Am Dienstag wurden in Würzburg und Schweinfurt drei sogenannte „CBD-Shops“ von der Kriminalpolizei Würzburg unter der Leitung der Staatsanwaltschaft Würzburg durchsucht. Es handelte sich dabei um die erst seit diesem Jahr eröffneten Läden von Cannameleon. In Schweinfurt hatte eine Filiale erst im Sommer am Marktplatz seine Türen geöffnet. Anlass für die Durchsuchungen seien laut Polizei Unterfranken Ermittlungserkenntnisse, wonach den Ladenbetreibern strafbarer Handel mit Betäubungsmitteln vorgeworfen werde.

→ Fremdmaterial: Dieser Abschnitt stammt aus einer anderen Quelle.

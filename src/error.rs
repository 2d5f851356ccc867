use thiserror::Error;

pub type ChartResult<T> = Result<T, ChartError>;

#[derive(Debug, Error)]
pub enum ChartError {
    #[error("invalid viewport size: width={width}, height={height}")]
    InvalidViewport { width: u32, height: u32 },

    #[error("invalid data: {0}")]
    InvalidData(String),

    /// Survey data could not be read, fetched or parsed.
    #[error("failed to acquire data from `{source_label}`: {reason}")]
    DataAcquisition {
        source_label: String,
        reason: String,
    },

    #[error("i/o error: {0}")]
    Io(#[from] std::io::Error),
}

impl ChartError {
    pub(crate) fn data_acquisition(source_label: impl Into<String>, reason: impl ToString) -> Self {
        Self::DataAcquisition {
            source_label: source_label.into(),
            reason: reason.to_string(),
        }
    }
}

Fehlende Erlaubnis für THC-haltige Produkte
Fünf Beschuldigten im Alter zwischen 23 und 35 Jahren werde vorgeworfen, in insgesamt drei Läden in Würzburg und Schweinfurt seit Ende Januar 2019 neben zahlreichen anderen Produkten verschiedene Teesorten gewinnbringend weiterverkauft zu haben, so die Polizei in einer Pressemitteilung. Diese Tees hätten nach ersten Stichproben Wirkstoffgehalte von 0,16 % bis 0,3 % THC und sollen nicht nur an Erwachsene, sondern zum Teil auch an Personen unter 18 Jahren verkauft worden sein, heißt es. Entgegen den Werbeaussagen zu den in den betroffenen Läden verkauften Teesorten handele es sich nicht um „legales Cannabis“, sondern um THC-haltige Produkte, für deren Verkauf es einer Erlaubnis nach dem Betäubungsmittelgesetz bedurft hätte, die bei Cannameleon aber gefehlt hätte, berichtet die Polizei Unterfranken.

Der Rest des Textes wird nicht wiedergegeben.